§ **WORK ORDER**:
Copy exactly the lines from the start of the data below through the one that carries "One observed adjacency", and only those.
-- INFORMATION SUPPLIED follows --
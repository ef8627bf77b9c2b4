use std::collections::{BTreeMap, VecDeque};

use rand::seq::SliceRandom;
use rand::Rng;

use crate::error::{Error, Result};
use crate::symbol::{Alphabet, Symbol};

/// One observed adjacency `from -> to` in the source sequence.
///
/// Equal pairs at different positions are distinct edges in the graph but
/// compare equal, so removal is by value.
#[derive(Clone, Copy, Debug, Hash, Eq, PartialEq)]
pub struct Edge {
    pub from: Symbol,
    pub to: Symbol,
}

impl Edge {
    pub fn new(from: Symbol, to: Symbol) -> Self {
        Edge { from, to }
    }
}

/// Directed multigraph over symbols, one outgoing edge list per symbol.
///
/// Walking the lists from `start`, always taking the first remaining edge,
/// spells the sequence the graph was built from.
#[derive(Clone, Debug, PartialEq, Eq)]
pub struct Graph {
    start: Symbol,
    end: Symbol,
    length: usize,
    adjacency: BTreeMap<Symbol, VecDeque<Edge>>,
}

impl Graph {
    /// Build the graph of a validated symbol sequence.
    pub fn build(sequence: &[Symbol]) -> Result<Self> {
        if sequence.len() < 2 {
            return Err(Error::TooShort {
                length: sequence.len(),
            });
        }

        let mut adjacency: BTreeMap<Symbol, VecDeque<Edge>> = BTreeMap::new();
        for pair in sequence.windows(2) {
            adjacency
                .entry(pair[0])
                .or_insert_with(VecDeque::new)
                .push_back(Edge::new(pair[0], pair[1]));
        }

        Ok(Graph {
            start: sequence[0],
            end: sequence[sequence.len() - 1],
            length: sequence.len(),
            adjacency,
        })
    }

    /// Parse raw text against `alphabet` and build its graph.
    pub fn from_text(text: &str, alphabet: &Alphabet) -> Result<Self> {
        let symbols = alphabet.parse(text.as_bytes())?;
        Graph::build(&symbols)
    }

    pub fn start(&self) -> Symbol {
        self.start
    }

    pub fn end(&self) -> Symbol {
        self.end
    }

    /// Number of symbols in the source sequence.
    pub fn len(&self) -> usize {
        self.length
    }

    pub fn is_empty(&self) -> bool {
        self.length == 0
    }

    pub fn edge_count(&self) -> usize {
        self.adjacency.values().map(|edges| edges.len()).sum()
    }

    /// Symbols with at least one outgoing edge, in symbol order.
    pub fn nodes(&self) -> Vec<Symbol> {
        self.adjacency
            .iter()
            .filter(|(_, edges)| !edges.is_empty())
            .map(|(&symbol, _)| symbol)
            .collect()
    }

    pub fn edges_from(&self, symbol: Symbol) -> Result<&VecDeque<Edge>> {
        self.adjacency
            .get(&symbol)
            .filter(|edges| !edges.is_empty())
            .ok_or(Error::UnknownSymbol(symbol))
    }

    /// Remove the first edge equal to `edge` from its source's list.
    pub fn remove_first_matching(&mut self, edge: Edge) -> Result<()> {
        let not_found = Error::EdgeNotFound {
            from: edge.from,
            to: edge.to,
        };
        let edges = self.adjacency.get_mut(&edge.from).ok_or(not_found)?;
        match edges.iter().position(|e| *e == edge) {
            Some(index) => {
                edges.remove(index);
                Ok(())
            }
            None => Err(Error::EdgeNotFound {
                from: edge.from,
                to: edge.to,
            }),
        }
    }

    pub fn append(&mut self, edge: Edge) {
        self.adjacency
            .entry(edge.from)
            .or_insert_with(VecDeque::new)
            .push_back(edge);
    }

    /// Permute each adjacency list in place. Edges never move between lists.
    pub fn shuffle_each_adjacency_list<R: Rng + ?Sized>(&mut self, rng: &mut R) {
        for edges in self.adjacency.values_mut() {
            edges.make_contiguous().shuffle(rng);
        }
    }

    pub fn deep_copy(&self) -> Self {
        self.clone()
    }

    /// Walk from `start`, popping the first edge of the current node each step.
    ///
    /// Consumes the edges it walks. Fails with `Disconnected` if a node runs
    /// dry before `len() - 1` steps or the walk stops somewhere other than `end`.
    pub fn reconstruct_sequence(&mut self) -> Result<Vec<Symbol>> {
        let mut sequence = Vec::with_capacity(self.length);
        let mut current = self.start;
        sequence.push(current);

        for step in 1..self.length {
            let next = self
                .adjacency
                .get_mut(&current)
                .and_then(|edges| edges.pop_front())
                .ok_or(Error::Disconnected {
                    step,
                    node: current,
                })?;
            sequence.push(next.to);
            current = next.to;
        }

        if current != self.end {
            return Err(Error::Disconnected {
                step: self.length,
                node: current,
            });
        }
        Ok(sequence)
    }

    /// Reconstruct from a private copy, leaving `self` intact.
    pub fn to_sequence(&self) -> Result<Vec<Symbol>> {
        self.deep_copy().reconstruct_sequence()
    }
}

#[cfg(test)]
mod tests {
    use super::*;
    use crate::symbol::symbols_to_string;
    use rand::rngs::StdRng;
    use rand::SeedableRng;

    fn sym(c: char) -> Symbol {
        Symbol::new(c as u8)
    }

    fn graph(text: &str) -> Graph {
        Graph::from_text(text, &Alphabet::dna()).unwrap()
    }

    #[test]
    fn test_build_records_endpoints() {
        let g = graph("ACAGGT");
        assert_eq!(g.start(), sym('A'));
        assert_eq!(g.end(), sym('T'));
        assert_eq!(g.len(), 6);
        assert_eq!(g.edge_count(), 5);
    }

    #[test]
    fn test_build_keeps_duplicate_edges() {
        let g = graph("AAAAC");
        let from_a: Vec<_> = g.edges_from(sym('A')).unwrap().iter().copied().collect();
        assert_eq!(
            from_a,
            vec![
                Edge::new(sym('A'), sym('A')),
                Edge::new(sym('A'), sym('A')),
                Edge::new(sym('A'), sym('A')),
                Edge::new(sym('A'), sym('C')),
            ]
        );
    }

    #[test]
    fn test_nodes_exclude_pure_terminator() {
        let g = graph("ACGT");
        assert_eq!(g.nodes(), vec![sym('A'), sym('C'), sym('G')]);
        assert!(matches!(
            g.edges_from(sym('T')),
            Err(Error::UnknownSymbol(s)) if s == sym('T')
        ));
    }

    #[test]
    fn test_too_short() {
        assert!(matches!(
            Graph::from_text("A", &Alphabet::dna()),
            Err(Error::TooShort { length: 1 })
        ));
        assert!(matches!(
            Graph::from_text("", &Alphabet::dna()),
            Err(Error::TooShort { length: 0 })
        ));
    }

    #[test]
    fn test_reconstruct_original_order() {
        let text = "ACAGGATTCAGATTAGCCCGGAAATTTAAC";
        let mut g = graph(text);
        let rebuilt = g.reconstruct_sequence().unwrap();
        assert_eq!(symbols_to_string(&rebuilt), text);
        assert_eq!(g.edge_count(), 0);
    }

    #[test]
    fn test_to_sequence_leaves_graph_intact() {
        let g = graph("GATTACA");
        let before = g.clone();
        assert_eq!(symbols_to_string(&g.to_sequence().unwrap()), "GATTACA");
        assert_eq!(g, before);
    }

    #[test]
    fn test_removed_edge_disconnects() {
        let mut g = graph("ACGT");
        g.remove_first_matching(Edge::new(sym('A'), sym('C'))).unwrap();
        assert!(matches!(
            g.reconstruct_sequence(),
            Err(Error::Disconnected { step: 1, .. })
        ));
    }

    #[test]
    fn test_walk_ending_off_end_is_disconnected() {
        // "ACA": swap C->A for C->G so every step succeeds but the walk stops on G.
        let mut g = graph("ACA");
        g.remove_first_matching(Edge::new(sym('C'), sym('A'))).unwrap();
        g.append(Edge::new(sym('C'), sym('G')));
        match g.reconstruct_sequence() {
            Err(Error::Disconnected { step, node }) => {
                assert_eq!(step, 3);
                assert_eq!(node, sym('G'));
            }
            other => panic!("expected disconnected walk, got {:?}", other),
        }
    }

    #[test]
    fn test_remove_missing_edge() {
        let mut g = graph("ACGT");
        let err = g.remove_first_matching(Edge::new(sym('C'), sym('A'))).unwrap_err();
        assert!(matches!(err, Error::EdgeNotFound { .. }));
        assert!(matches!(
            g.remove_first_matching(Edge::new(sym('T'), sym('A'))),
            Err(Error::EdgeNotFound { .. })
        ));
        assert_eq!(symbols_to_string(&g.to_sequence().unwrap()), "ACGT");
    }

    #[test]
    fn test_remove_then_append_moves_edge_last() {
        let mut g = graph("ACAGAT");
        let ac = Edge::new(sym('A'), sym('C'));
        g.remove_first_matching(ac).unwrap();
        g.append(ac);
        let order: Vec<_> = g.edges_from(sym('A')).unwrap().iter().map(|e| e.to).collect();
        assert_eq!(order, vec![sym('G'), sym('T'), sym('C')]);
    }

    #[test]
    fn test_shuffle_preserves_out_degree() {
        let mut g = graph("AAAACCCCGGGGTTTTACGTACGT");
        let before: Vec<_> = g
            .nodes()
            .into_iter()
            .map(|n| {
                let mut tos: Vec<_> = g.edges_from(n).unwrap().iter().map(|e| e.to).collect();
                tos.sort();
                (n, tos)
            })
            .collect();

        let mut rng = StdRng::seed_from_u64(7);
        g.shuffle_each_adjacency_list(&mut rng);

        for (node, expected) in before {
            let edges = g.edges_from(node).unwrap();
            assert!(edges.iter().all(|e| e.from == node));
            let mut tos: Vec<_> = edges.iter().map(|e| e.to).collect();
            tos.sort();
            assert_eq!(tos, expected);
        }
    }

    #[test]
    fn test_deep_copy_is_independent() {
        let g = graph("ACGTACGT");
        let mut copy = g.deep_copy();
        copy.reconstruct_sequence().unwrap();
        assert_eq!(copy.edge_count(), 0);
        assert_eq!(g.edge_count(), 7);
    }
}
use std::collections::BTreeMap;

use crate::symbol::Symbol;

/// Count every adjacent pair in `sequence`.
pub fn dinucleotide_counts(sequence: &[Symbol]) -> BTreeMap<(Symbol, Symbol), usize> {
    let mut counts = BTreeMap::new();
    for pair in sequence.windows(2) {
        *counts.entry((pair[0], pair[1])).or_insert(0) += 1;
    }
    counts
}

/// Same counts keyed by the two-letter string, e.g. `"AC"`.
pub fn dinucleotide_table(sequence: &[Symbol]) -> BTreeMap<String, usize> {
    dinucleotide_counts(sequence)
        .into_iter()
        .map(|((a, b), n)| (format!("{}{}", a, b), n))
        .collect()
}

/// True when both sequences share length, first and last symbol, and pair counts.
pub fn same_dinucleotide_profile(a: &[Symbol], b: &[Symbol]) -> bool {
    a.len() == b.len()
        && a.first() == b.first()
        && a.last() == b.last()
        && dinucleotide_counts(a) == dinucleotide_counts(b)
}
-- INFORMATION SUPPLIED concluded --
§ **SOLUTION FOR THIS PROBLEM**:
repository ef8627bf77b9c2b4
use std::collections::{BTreeMap, VecDeque};

use rand::seq::SliceRandom;
use rand::Rng;

use crate::error::{Error, Result};
use crate::symbol::{Alphabet, Symbol};

/// One observed adjacency `from -> to` in the source sequence.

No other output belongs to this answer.